--- EXERCISE DIRECTIONS ---
Could you show each line of the records that contains the word "HashMap"?

--- GIVEN RECORDS ---
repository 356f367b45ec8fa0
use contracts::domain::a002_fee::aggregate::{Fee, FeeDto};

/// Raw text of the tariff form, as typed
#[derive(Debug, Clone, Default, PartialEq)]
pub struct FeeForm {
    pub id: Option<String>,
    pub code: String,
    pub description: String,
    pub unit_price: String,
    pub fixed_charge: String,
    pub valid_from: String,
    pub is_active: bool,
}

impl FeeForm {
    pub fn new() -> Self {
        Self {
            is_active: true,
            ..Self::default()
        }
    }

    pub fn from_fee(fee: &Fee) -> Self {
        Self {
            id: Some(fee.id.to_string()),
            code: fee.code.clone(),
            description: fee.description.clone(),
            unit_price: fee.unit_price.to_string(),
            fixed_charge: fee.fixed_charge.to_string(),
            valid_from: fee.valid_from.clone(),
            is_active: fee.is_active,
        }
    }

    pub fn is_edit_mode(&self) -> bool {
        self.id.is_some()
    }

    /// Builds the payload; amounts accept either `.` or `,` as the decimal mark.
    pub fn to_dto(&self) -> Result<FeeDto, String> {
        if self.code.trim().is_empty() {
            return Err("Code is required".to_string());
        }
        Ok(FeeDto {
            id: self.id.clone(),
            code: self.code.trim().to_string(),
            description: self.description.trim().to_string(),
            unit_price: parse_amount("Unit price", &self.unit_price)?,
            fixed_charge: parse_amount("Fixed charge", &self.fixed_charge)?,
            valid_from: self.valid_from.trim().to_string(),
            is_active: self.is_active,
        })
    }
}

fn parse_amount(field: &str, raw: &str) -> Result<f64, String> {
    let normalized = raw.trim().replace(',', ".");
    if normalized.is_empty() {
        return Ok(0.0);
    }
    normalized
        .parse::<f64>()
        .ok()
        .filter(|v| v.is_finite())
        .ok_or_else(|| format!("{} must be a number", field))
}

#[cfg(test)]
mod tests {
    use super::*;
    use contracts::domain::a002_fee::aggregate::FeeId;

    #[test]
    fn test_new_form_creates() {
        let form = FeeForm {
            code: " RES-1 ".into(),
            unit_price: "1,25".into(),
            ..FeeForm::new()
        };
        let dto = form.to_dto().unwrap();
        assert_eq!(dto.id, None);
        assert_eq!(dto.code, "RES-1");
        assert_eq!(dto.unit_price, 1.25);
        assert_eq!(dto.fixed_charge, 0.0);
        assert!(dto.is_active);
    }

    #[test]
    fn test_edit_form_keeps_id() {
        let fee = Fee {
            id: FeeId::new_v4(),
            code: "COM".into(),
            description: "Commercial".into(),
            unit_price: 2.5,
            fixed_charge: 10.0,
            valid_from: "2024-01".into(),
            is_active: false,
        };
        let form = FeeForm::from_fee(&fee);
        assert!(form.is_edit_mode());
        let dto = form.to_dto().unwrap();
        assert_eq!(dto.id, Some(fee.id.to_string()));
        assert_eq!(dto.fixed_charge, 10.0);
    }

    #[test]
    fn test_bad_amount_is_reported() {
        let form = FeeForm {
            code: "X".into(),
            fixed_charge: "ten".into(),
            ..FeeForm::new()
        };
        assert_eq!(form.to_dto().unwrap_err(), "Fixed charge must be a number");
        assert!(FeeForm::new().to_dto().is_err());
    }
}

...

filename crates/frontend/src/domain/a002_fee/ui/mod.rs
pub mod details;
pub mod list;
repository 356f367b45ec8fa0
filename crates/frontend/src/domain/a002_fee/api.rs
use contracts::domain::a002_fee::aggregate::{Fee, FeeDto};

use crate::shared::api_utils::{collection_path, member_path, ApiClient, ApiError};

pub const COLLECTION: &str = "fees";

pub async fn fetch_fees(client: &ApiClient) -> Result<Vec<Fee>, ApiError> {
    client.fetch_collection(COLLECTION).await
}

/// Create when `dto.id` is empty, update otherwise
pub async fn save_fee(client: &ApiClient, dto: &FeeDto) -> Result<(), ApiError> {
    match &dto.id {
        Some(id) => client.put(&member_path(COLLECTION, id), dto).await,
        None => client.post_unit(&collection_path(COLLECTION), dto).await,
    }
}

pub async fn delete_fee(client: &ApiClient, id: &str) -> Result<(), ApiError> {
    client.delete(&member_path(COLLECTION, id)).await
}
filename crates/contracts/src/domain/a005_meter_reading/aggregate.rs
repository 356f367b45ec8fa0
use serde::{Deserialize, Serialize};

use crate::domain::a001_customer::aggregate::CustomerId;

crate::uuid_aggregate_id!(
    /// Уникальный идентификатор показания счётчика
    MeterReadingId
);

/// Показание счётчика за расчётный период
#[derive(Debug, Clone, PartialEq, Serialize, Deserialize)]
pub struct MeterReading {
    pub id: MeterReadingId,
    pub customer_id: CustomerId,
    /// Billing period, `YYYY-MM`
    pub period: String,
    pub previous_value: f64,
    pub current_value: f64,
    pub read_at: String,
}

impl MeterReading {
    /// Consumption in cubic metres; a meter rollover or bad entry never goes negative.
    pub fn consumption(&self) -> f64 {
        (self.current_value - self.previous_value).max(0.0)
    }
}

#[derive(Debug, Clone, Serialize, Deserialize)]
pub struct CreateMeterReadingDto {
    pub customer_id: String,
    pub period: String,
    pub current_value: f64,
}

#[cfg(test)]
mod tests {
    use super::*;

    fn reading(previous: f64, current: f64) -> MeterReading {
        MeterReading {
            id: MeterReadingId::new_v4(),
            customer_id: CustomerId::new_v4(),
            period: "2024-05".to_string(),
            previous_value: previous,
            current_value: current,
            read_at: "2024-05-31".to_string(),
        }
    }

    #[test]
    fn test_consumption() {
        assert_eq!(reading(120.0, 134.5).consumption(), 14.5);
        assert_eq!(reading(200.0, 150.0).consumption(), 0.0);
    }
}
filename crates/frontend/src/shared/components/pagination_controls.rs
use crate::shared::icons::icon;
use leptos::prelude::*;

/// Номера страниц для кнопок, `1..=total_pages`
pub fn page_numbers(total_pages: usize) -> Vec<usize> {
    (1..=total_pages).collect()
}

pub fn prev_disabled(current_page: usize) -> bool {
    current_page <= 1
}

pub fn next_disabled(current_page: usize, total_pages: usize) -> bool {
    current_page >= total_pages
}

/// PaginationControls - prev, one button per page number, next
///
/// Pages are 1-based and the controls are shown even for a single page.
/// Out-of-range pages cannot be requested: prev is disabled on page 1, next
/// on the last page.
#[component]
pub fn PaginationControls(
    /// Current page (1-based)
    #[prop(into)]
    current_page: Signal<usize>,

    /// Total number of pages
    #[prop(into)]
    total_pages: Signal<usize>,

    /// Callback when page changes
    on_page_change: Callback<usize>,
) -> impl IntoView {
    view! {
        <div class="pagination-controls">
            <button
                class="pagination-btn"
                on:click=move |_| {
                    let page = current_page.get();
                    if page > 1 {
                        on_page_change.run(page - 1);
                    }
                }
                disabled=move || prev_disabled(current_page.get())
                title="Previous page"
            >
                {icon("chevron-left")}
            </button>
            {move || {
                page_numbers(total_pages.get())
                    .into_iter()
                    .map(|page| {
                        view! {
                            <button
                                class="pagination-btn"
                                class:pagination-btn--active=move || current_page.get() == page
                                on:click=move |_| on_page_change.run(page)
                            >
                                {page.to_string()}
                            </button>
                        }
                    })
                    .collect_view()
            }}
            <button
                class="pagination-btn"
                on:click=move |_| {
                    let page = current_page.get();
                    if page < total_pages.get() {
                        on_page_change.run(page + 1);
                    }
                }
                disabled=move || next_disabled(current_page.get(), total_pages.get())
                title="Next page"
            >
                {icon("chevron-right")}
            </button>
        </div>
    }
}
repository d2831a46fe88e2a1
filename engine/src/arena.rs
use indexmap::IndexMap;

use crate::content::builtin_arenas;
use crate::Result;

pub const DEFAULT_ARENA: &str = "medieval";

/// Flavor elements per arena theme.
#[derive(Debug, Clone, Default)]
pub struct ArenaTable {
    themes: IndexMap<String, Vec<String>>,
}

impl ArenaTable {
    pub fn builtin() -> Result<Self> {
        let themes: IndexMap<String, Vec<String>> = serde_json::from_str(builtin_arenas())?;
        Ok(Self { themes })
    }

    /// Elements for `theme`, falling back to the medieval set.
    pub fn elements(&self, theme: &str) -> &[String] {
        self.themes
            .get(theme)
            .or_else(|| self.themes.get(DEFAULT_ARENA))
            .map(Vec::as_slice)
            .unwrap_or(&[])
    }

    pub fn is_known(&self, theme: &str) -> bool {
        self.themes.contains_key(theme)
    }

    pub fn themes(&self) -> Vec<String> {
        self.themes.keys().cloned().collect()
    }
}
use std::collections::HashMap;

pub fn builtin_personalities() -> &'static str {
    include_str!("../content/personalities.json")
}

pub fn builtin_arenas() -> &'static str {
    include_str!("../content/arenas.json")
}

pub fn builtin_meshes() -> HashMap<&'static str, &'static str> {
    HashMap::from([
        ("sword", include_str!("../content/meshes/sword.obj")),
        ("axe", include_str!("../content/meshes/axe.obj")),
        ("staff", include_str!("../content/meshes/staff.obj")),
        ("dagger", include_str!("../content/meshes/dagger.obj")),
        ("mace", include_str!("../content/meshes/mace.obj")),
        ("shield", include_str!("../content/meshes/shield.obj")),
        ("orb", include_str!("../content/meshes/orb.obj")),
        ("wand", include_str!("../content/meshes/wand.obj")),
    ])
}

--- ANSWER BELOW ---
use std::collections::HashMap;
pub fn builtin_meshes() -> HashMap<&'static str, &'static str> {
    HashMap::from([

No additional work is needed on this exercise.